The local news from time to time reports cases of elderly people who have been the victims of financial abuse and lost their life savings. The signs of abuse are often there but no one is looking or family members don’t realize the significance of what they see. Often the situation is complicated because the elder has become dependent on a caregiver and can’t accept that he or she is a predator. The elder resists help and resents family involvement. Self-denial is common. Predators understand these dynamics and how to manipulate the elderly. Those who suffer from some diminished capacity, especially those in denial of the changes they are going through, are prime targets.
Following are a few tips to watch out for and things you can do to protect your loved ones.
Tip 1: Where Home Caregivers are Involved
Where a caregiver is looking after an elder, he or she may attempt to isolate the elder from other family members. The caregiver may, for example, always be the first to answer the phone and not allow family members to speak to the elderly parent. Maintaining regular contact with the elderly family member will allow you to more easily protect him or her from inappropriate relationships. Visit the home, watch the interaction.
Another clue is where the caregiver insists on being first to the mailbox. If the elder has granted the caregiver a power of attorney or added her to financial accounts, this is a major red flag and immediate action should be taken. Make sure the elder’s estate planning documents, such as a financial power of attorney or living trust, can be located and are secure.
Tip 2: When New Romances Surface
It can often come as a surprise to realize that an elder parent who has lost a spouse has entered into a new romantic relationship. If the object of the parent’s affections is considerably younger, the younger person could be in it only for financial gain. These types of situations are often difficult to deal with, speak about, and prevent.
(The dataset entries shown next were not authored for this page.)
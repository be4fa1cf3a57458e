// Tool-serving endpoint: JSON-RPC 2.0 over HTTP POST, exposing the `query` tool

use super::query::run_query;
use super::AppState;
use crate::models::{
    CallToolParams, CallToolResult, JsonRpcError, JsonRpcRequest, JsonRpcResponse, QueryInput,
    ToolDescriptor, JSONRPC_VERSION, PROTOCOL_VERSION, QUERY_TOOL_NAME,
};
use crate::{SERVER_NAME, SERVER_VERSION};
use serde_json::{json, Value};
use tracing::{debug, info, warn};
use warp::http::StatusCode;
use warp::hyper::body::Bytes;
use warp::{Rejection, Reply};

pub async fn handle_mcp(body: Bytes, state: AppState) -> Result<warp::reply::Response, Rejection> {
    let raw: Value = match serde_json::from_slice(&body) {
        Ok(raw) => raw,
        Err(e) => {
            warn!("Unparseable JSON-RPC body: {}", e);
            return Ok(respond(JsonRpcResponse::failure(
                Value::Null,
                JsonRpcError::PARSE_ERROR,
                format!("parse error: {}", e),
            )));
        }
    };

    let fallback_id = raw.get("id").cloned().unwrap_or(Value::Null);
    let request: JsonRpcRequest = match serde_json::from_value(raw) {
        Ok(request) => request,
        Err(e) => {
            return Ok(respond(JsonRpcResponse::failure(
                fallback_id,
                JsonRpcError::INVALID_REQUEST,
                format!("invalid request: {}", e),
            )))
        }
    };

    if request.jsonrpc != JSONRPC_VERSION {
        return Ok(respond(JsonRpcResponse::failure(
            fallback_id,
            JsonRpcError::INVALID_REQUEST,
            format!("unsupported jsonrpc version '{}'", request.jsonrpc),
        )));
    }

    let Some(id) = request.id else {
        debug!("Notification received: {}", request.method);
        return Ok(StatusCode::ACCEPTED.into_response());
    };

    let response = dispatch(&state, id, &request.method, request.params).await;
    Ok(respond(response))
}

fn respond(response: JsonRpcResponse) -> warp::reply::Response {
    warp::reply::json(&response).into_response()
}

async fn dispatch(state: &AppState, id: Value, method: &str, params: Value) -> JsonRpcResponse {
    match method {
        "initialize" => JsonRpcResponse::success(
            id,
            json!({
                "protocolVersion": PROTOCOL_VERSION,
                "capabilities": {"tools": {"listChanged": false}},
                "serverInfo": {"name": SERVER_NAME, "version": SERVER_VERSION},
            }),
        ),
        "ping" => JsonRpcResponse::success(id, json!({})),
        "tools/list" => JsonRpcResponse::success(id, json!({ "tools": [ToolDescriptor::query()] })),
        "tools/call" => call_tool(state, id, params).await,
        other => JsonRpcResponse::failure(
            id,
            JsonRpcError::METHOD_NOT_FOUND,
            format!("method not found: {}", other),
        ),
    }
}

async fn call_tool(state: &AppState, id: Value, params: Value) -> JsonRpcResponse {
    let params: CallToolParams = match serde_json::from_value(params) {
        Ok(params) => params,
        Err(e) => {
            return JsonRpcResponse::failure(
                id,
                JsonRpcError::INVALID_PARAMS,
                format!("invalid tool call: {}", e),
            )
        }
    };

    if params.name != QUERY_TOOL_NAME {
        return JsonRpcResponse::failure(
            id,
            JsonRpcError::INVALID_PARAMS,
            format!("unknown tool: {}", params.name),
        );
    }

    let input: QueryInput = match serde_json::from_value(params.arguments) {
        Ok(input) => input,
        Err(e) => {
            return JsonRpcResponse::failure(
                id,
                JsonRpcError::INVALID_PARAMS,
                format!("invalid arguments for {}: {}", QUERY_TOOL_NAME, e),
            )
        }
    };

    info!("Received query tool request: {}", input.query);
    let result = match run_query(state, &input.query).await {
        Ok(output) => CallToolResult::output(&output),
        Err(e) => CallToolResult::error(e.to_string()),
    };

    JsonRpcResponse::success(id, json!(result))
}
If you know or suspect that an elderly family member has begun a new romantic relationship and have concerns, speak up early, especially if the elderly person is suffering from cognitive problems such as dementia or Alzheimer’s disease. Meet the new person. These interventions can be very difficult, but they may be necessary to prevent further harm. In extreme cases, I have heard of family members who hire private investigators, but this should be done with great caution because it could cause permanent damage to family relations — even if your suspicions prove true.
Involve an estate planning lawyer. I have a widowed doctor client from Hungary who was determined to fly to his home country and return with a new bride. She was clearly in it for the money and so she could become an American citizen. His children couldn’t make him see he was a victim; he was lonely and felt they just didn’t like his new paramour. But with my help, the good doctor finally realized she was a predator.
If the marriage or co-habitation with the new lover is going to continue and it’s not a passing fancy, then a pre-nuptial agreement or a co-habitation agreement should be looked into.
Tip 3: Set up Buffers
An effective way to protect an elder is to arrange for an independent advisor or counselor. That advisor can keep an eye on financial accounts and report suspicious transactions that may smell of financial abuse.
Family can ask for online access to accounts, or arrange to pay bills online. A family member can be given financial power of attorney or be appointed a co-Trustee on a living trust so that he or she can have access to accounts to monitor them.
Developing relationships with bank branch managers can be very effective as they are trained to watch for signs of abuse.
Tip 4: Consult a Lawyer
A good estate planning lawyer, especially one who understands elder financial abuse, should be consulted to help elder family members arrange their affairs to avoid being a victim. Once abuse is suspected, legal counsel should be seen at once.